I’m still posting, just not so much about the Journal. You’re still reading. Thank you for that. I will finish what I set out to do in 2011 and put up the whole Journal. I’m just going to give my tender heart as much time as it needs.
A Good Day
Yesterday’s blood counts were:
WBC (white blood count) 0.3
AGC (absolute granulocyte count) 287
Today they are:
WBC (white blood count) 0.6
AGC (absolute granulocyte) count 500
His bone marrow is recovering, making new blood cells and there are no cancer cells.
My dry mouth droops open towards the paper in my hand.
“Is it good Mom?” He’s just put on his shoes. Even his feet have lost weight, I didn’t know that was possible. Skinny long feet dangle, pointing down to the floor, his shoes are close to slipping off his feet. Muellers, our friends from Olds, are coming to pick us up for a drive.

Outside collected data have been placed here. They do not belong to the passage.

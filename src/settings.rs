//! # User Settings and Persistence
//!
//! Settings hold the colours of the face and the night window. They start out
//! as hard-coded defaults, are overwritten by configuration messages, and are
//! persisted verbatim as a small fixed-layout blob:
//!
//! | byte | field                  |
//! |------|------------------------|
//! | 0    | primary colour (ARGB)  |
//! | 1    | secondary colour       |
//! | 2    | night mode enabled 0/1 |
//! | 3    | night primary colour   |
//! | 4    | night secondary colour |
//! | 5, 6 | night start hour, min  |
//! | 7, 8 | night end hour, min    |

use crate::color::Color;
use crate::ClockError;
use std::fmt;
use std::fs;
use std::io;
use std::path::{Path, PathBuf};
use thiserror::Error;

/// Size of the persisted settings blob in bytes.
pub const SETTINGS_BLOB_LEN: usize = 9;

/// Problems decoding or validating settings values.
#[derive(Error, Debug, Clone, PartialEq, Eq)]
pub enum SettingsError {
    #[error("settings blob is {0} bytes, expected {SETTINGS_BLOB_LEN}")]
    BlobLength(usize),

    #[error("hour {0} out of range 0-23")]
    Hour(u8),

    #[error("minute {0} out of range 0-59")]
    Minute(u8),

    #[error("night mode flag must be 0 or 1, got {0}")]
    Flag(u8),

    #[error("malformed time {0:?}, expected HH:MM")]
    TimeString(String),
}

/// An hour and minute within a day.
#[derive(Clone, Copy, Debug, Default, PartialEq, Eq, PartialOrd, Ord, Hash)]
pub struct TimeOfDay {
    hour: u8,
    minute: u8,
}

impl TimeOfDay {
    pub fn new(hour: u8, minute: u8) -> Result<Self, SettingsError> {
        if hour > 23 {
            return Err(SettingsError::Hour(hour));
        }
        if minute > 59 {
            return Err(SettingsError::Minute(minute));
        }
        Ok(Self { hour, minute })
    }

    /// Parse an `"HH:MM"` string. Hours come from characters 0-1 and minutes
    /// from characters 3-4; the separator itself is not inspected.
    ///
    /// ```
    /// use cutpie_clock_lib::settings::TimeOfDay;
    ///
    /// let t = TimeOfDay::parse_hh_mm("22:30").unwrap();
    /// assert_eq!((t.hour(), t.minute()), (22, 30));
    /// assert!(TimeOfDay::parse_hh_mm("7:30").is_err());
    /// ```
    pub fn parse_hh_mm(text: &str) -> Result<Self, SettingsError> {
        let malformed = || SettingsError::TimeString(text.to_string());
        let field = |range: std::ops::Range<usize>| -> Result<u8, SettingsError> {
            let digits = text.get(range).ok_or_else(malformed)?;
            if !digits.bytes().all(|b| b.is_ascii_digit()) {
                return Err(malformed());
            }
            digits.parse().map_err(|_| malformed())
        };
        Self::new(field(0..2)?, field(3..5)?)
    }

    pub const fn hour(self) -> u8 {
        self.hour
    }

    pub const fn minute(self) -> u8 {
        self.minute
    }
}

impl fmt::Display for TimeOfDay {
    fn fmt(&self, f: &mut fmt::Formatter<'_>) -> fmt::Result {
        write!(f, "{:02}:{:02}", self.hour, self.minute)
    }
}

/// Colours and night window for the face.
#[derive(Clone, Copy, Debug, PartialEq, Eq)]
pub struct Settings {
    pub primary: Color,
    pub secondary: Color,
    pub night_mode: bool,
    pub night_primary: Color,
    pub night_secondary: Color,
    pub night_start: TimeOfDay,
    pub night_end: TimeOfDay,
}

impl Default for Settings {
    fn default() -> Self {
        Settings {
            primary: Color::BLUE,
            secondary: Color::WHITE,
            night_mode: false,
            night_primary: Color::DARK_GRAY,
            night_secondary: Color::BLACK,
            night_start: TimeOfDay { hour: 22, minute: 0 },
            night_end: TimeOfDay { hour: 6, minute: 0 },
        }
    }
}

impl Settings {
    /// Encode into the fixed persisted layout.
    pub fn to_bytes(&self) -> [u8; SETTINGS_BLOB_LEN] {
        [
            self.primary.argb(),
            self.secondary.argb(),
            u8::from(self.night_mode),
            self.night_primary.argb(),
            self.night_secondary.argb(),
            self.night_start.hour,
            self.night_start.minute,
            self.night_end.hour,
            self.night_end.minute,
        ]
    }

    /// Decode and validate a persisted blob.
    pub fn from_bytes(bytes: &[u8]) -> Result<Self, SettingsError> {
        let bytes: &[u8; SETTINGS_BLOB_LEN] = bytes
            .try_into()
            .map_err(|_| SettingsError::BlobLength(bytes.len()))?;
        let night_mode = match bytes[2] {
            0 => false,
            1 => true,
            other => return Err(SettingsError::Flag(other)),
        };
        Ok(Settings {
            primary: Color::from_argb(bytes[0]),
            secondary: Color::from_argb(bytes[1]),
            night_mode,
            night_primary: Color::from_argb(bytes[3]),
            night_secondary: Color::from_argb(bytes[4]),
            night_start: TimeOfDay::new(bytes[5], bytes[6])?,
            night_end: TimeOfDay::new(bytes[7], bytes[8])?,
        })
    }
}

/// Persistence backend for [`Settings`].
pub trait SettingsStore {
    /// Read stored settings, `Ok(None)` if nothing was ever saved.
    fn load(&mut self) -> Result<Option<Settings>, ClockError>;
    fn save(&mut self, settings: &Settings) -> Result<(), ClockError>;
}

/// Stores the settings blob in a single file.
#[derive(Clone, Debug)]
pub struct FileStore {
    path: PathBuf,
}

impl FileStore {
    pub fn new<P: AsRef<Path>>(path: P) -> Self {
        Self {
            path: path.as_ref().to_path_buf(),
        }
    }

    pub fn path(&self) -> &Path {
        &self.path
    }
}

impl SettingsStore for FileStore {
    fn load(&mut self) -> Result<Option<Settings>, ClockError> {
        match fs::read(&self.path) {
            Ok(bytes) => Ok(Some(Settings::from_bytes(&bytes)?)),
            Err(e) if e.kind() == io::ErrorKind::NotFound => Ok(None),
            Err(e) => Err(e.into()),
        }
    }

    fn save(&mut self, settings: &Settings) -> Result<(), ClockError> {
        fs::write(&self.path, settings.to_bytes())?;
        log::debug!("Settings saved to {}", self.path.display());
        Ok(())
    }
}

/// Keeps the settings blob in memory; nothing survives the process.
#[derive(Clone, Debug, Default)]
pub struct MemoryStore {
    blob: Option<Vec<u8>>,
}

impl MemoryStore {
    pub fn blob(&self) -> Option<&[u8]> {
        self.blob.as_deref()
    }
}

impl SettingsStore for MemoryStore {
    fn load(&mut self) -> Result<Option<Settings>, ClockError> {
        self.blob
            .as_deref()
            .map(Settings::from_bytes)
            .transpose()
            .map_err(ClockError::from)
    }

    fn save(&mut self, settings: &Settings) -> Result<(), ClockError> {
        self.blob = Some(settings.to_bytes().to_vec());
        Ok(())
    }
}

/// Start from the defaults and overlay whatever the store holds.
/// A missing or unreadable blob leaves the defaults in place.
pub fn load_or_default<S: SettingsStore + ?Sized>(store: &mut S) -> Settings {
    match store.load() {
        Ok(Some(settings)) => {
            log::info!("Loaded stored settings");
            settings
        }
        Ok(None) => {
            log::info!("No stored settings, using defaults");
            Settings::default()
        }
        Err(e) => {
            log::warn!("Stored settings unusable ({}), using defaults", e);
            Settings::default()
        }
    }
}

“It’s good baby.” I smile.
Frankie and his dad called from home last night. The horses have been moved off our property for the winter. Miss Daisy Dog has been with Carol and she wants Sam our silly black lab/ malamute (Sam I Am with the yellow eyes) to stay with her as well. He’s such a mild and good boy. He allows a bike helmet on his head for a photograph with many wags of his tail. He never wanders. He has a heated water dish and a brand new bed for his dog house. He can stay at home, look after the place and keep Richard the cat company. People will randomly drop in, passing through to Nelson or back, they check up on our place.

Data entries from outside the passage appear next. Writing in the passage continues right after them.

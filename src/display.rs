//! # Display Capability
//!
//! The face never owns the screen. It asks the host for the framebuffer once
//! per redraw and must hand it back before the redraw returns, whatever
//! happens in between. [`Display::with_frame_buffer`] expresses that as a
//! scoped borrow: the surface is only reachable inside the closure.

use crate::framebuffer::{DisplayShape, FrameBuffer, PixelFormat};
use crate::ClockError;

/// Host-provided access to the display's framebuffer.
pub trait Display {
    type Format: PixelFormat;

    /// Capture the framebuffer, run `draw` on it, then release it.
    ///
    /// Fails with [`ClockError::FrameBufferUnavailable`] if the surface
    /// cannot be captured; `draw` is not run in that case.
    fn with_frame_buffer<R>(
        &mut self,
        draw: impl FnOnce(&mut FrameBuffer<Self::Format>) -> R,
    ) -> Result<R, ClockError>;
}

/// In-memory display used by the terminal renderer and tests.
#[derive(Debug)]
pub struct MemoryDisplay<F: PixelFormat> {
    frame_buffer: FrameBuffer<F>,
    captures: u32,
    releases: u32,
    unavailable: bool,
}

/// Counts the release when dropped, so unwinding also releases.
struct Release<'a> {
    releases: &'a mut u32,
}

impl Drop for Release<'_> {
    fn drop(&mut self) {
        *self.releases += 1;
    }
}

impl<F: PixelFormat> MemoryDisplay<F> {
    pub fn new(width: u32, height: u32, shape: DisplayShape) -> Self {
        Self {
            frame_buffer: FrameBuffer::new(width, height, shape),
            captures: 0,
            releases: 0,
            unavailable: false,
        }
    }

    pub fn frame_buffer(&self) -> &FrameBuffer<F> {
        &self.frame_buffer
    }

    /// Simulate the host refusing (or granting again) framebuffer access.
    pub fn set_unavailable(&mut self, unavailable: bool) {
        self.unavailable = unavailable;
    }

    pub fn captures(&self) -> u32 {
        self.captures
    }

    pub fn releases(&self) -> u32 {
        self.releases
    }
}

impl<F: PixelFormat> Display for MemoryDisplay<F> {
    type Format = F;

    fn with_frame_buffer<R>(
        &mut self,
        draw: impl FnOnce(&mut FrameBuffer<F>) -> R,
    ) -> Result<R, ClockError> {
        if self.unavailable {
            return Err(ClockError::FrameBufferUnavailable);
        }
        self.captures += 1;
        let _release = Release {
            releases: &mut self.releases,
        };
        Ok(draw(&mut self.frame_buffer))
    }
}
//! Digit layout: one digit per quadrant, clockwise from the top right.
//!
//! | quadrant     | digit       |
//! |--------------|-------------|
//! | top right    | hour ones   |
//! | bottom right | minute ones |
//! | bottom left  | minute tens |
//! | top left     | hour tens   |

use crate::clock::Tick;
use crate::digits::{DigitAssets, Glyph};
use crate::framebuffer::{FrameBuffer, PixelFormat};
use crate::geometry::Quadrant;
use crate::scheme::ColourScheme;
use crate::{color::Color, ClockError};
use embedded_graphics::{prelude::*, primitives::Rectangle};

/// Screen rectangle holding `quadrant`'s digit.
pub fn quadrant_bounds(quadrant: Quadrant, width: u32, height: u32) -> Rectangle {
    let (half_w, half_h) = (width / 2, height / 2);
    let top_left = match quadrant {
        Quadrant::TopRight => Point::new(half_w as i32, 0),
        Quadrant::BottomRight => Point::new(half_w as i32, half_h as i32),
        Quadrant::BottomLeft => Point::new(0, half_h as i32),
        Quadrant::TopLeft => Point::zero(),
    };
    Rectangle::new(top_left, Size::new(half_w, half_h))
}

/// Which digit of `tick` is shown in `quadrant`.
pub fn digit_for(quadrant: Quadrant, tick: &Tick) -> u8 {
    let [hour_tens, hour_ones, minute_tens, minute_ones] = tick.digits();
    match quadrant {
        Quadrant::TopRight => hour_ones,
        Quadrant::BottomRight => minute_ones,
        Quadrant::BottomLeft => minute_tens,
        Quadrant::TopLeft => hour_tens,
    }
}

/// Paint the secondary background and the four digits in primary.
pub fn composite<F, A>(
    fb: &mut FrameBuffer<F>,
    assets: &A,
    tick: &Tick,
    scheme: &ColourScheme,
) -> Result<(), ClockError>
where
    F: PixelFormat,
    A: DigitAssets + ?Sized,
{
    fb.fill(scheme.secondary);
    let (width, height) = (fb.width(), fb.height());
    for quadrant in Quadrant::ALL {
        let digit = digit_for(quadrant, tick);
        let glyph = assets.glyph(digit).ok_or(ClockError::MissingGlyph(digit))?;
        draw_glyph(fb, glyph, &quadrant_bounds(quadrant, width, height), scheme.primary);
    }
    Ok(())
}

/// Draw `glyph` centred in `bounds`, scaled by the largest whole factor that
/// fits. Glyphs larger than the bounds are clipped.
fn draw_glyph<F: PixelFormat>(fb: &mut FrameBuffer<F>, glyph: &Glyph, bounds: &Rectangle, ink: Color) {
    if glyph.width() == 0 || glyph.height() == 0 {
        return;
    }
    let scale = (bounds.size.width / glyph.width())
        .min(bounds.size.height / glyph.height())
        .max(1);
    let drawn = Size::new(glyph.width() * scale, glyph.height() * scale);
    let origin = bounds.top_left
        + Point::new(
            (bounds.size.width as i32 - drawn.width as i32) / 2,
            (bounds.size.height as i32 - drawn.height as i32) / 2,
        );

    for gy in 0..glyph.height() {
        for gx in 0..glyph.width() {
            if !glyph.is_ink(gx, gy) {
                continue;
            }
            for dy in 0..scale {
                for dx in 0..scale {
                    let point = origin + Point::new((gx * scale + dx) as i32, (gy * scale + dy) as i32);
                    if bounds.contains(point) {
                        fb.set_pixel(point.x as u32, point.y as u32, ink);
                    }
                }
            }
        }
    }
}
//! Integration tests for the terminal clock host.
//!
//! Unit tests live next to the code they cover; these exercise the library
//! end to end the way the binary drives it.

mod face_tests;
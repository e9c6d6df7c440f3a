//! # Clock Face
//!
//! Ties the pieces together for one redraw:
//!
//! 1. Resolve the colour scheme for the tick's time of day.
//! 2. Capture the framebuffer.
//! 3. Paint the background and the four digits.
//! 4. Run the radial wipe for the tick's second over the result (skipped
//!    under [`RedrawPolicy::Minute`]).
//! 5. Release the framebuffer (guaranteed by [`Display::with_frame_buffer`]).
//!
//! Settings live here and are only changed through
//! [`ClockFace::apply_message`], which also persists them.

use crate::clock::{Tick, TickUnit};
use crate::compositor;
use crate::digits::DigitAssets;
use crate::display::Display;
use crate::geometry;
use crate::message::ConfigMessage;
use crate::scheme::{self, ColourScheme};
use crate::settings::{Settings, SettingsStore};
use crate::ClockError;
use serde::{Deserialize, Serialize};

/// How often the face is redrawn.
#[derive(Clone, Copy, Debug, PartialEq, Eq, Deserialize, Serialize)]
#[serde(rename_all = "lowercase")]
pub enum RedrawPolicy {
    /// Every tick, with the wipe advancing each second
    Second,
    /// Only when the minute changes
    Minute,
}

/// Summary of one completed redraw.
#[derive(Clone, Copy, Debug, PartialEq, Eq)]
pub struct FrameStats {
    pub scheme: ColourScheme,
    pub toggled: usize,
}

pub struct ClockFace<A: DigitAssets> {
    settings: Settings,
    assets: A,
    policy: RedrawPolicy,
    last_drawn: Option<Tick>,
}

impl<A: DigitAssets> ClockFace<A> {
    pub fn new(settings: Settings, assets: A, policy: RedrawPolicy) -> Self {
        Self {
            settings,
            assets,
            policy,
            last_drawn: None,
        }
    }

    pub fn settings(&self) -> &Settings {
        &self.settings
    }

    pub fn policy(&self) -> RedrawPolicy {
        self.policy
    }

    pub fn scheme_at(&self, tick: &Tick) -> ColourScheme {
        scheme::resolve(tick.time_of_day(), &self.settings)
    }

    /// Handle a tick from the host. Returns `Ok(None)` when the redraw
    /// policy says nothing needs drawing.
    ///
    /// A failed redraw leaves the face as it was, so the next tick is
    /// treated exactly as if the failed one never arrived.
    pub fn handle_tick<D: Display>(
        &mut self,
        tick: Tick,
        display: &mut D,
    ) -> Result<Option<FrameStats>, ClockError> {
        if self.policy == RedrawPolicy::Minute
            && tick.changed_since(self.last_drawn) == TickUnit::Second
        {
            return Ok(None);
        }
        let stats = self.redraw(tick, display).inspect_err(|e| {
            log::warn!(
                "Redraw at {:02}:{:02}:{:02} skipped: {}",
                tick.hour,
                tick.minute,
                tick.second,
                e
            )
        })?;
        self.last_drawn = Some(tick);
        Ok(Some(stats))
    }

    /// Draw one complete frame for `tick`, whether or not the policy would
    /// skip it. Under [`RedrawPolicy::Minute`] only the digits are drawn.
    pub fn redraw<D: Display>(&self, tick: Tick, display: &mut D) -> Result<FrameStats, ClockError> {
        let scheme = self.scheme_at(&tick);
        let second = match self.policy {
            RedrawPolicy::Second => tick.second,
            RedrawPolicy::Minute => 0,
        };
        display.with_frame_buffer(|fb| -> Result<FrameStats, ClockError> {
            compositor::composite(fb, &self.assets, &tick, &scheme)?;
            let toggled = geometry::wipe(fb, second, &scheme);
            Ok(FrameStats { scheme, toggled })
        })?
    }

    /// Apply a configuration message, persist the result and force a full
    /// redraw on the next tick.
    pub fn apply_message<S: SettingsStore + ?Sized>(
        &mut self,
        message: &ConfigMessage,
        store: &mut S,
    ) -> Result<usize, ClockError> {
        let applied = message.apply(&mut self.settings);
        store.save(&self.settings)?;
        self.last_drawn = None;
        log::info!("Applied {} of {} settings fields", applied, message.len());
        Ok(applied)
    }
}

The autumn weather in Calgary is all gold and red laced sunshine, warm through the glass of the truck. Inside his windowless hospital room is another world on a monotone planet that doesn’t have night or day, or seasons. Muellers make small talk, or we sit in comfortable silence. Nicholas looks out his window.
We drive around Calgary; past the Saddle Dome and Spruce Meadows. It’s getting near time to have something to eat. Larry tells Nick if he sees something he wants we’ll stop, but we can take it back to the Ronald McDonald House. People stare at Nick, with sympathy or curiosity or a mixture of both. It really bothers him. Nick sees a Taco Bell so Donna and I go inside and buy supper for us all.
We bring it back to the truck. Nick takes one whiff and heaves a minute amount of what looks like tap water onto the pavement in the parking lot. He didn’t want to eat. He just wanted to please us. Larry drives to the hospital with the bag of food in the box of the truck so Nick can’t smell it.
The covers tucked around his chin, I kiss him on the forehead.
“It was a good day, Mom,” Nick says. Then he falls asleep with his empty tummy.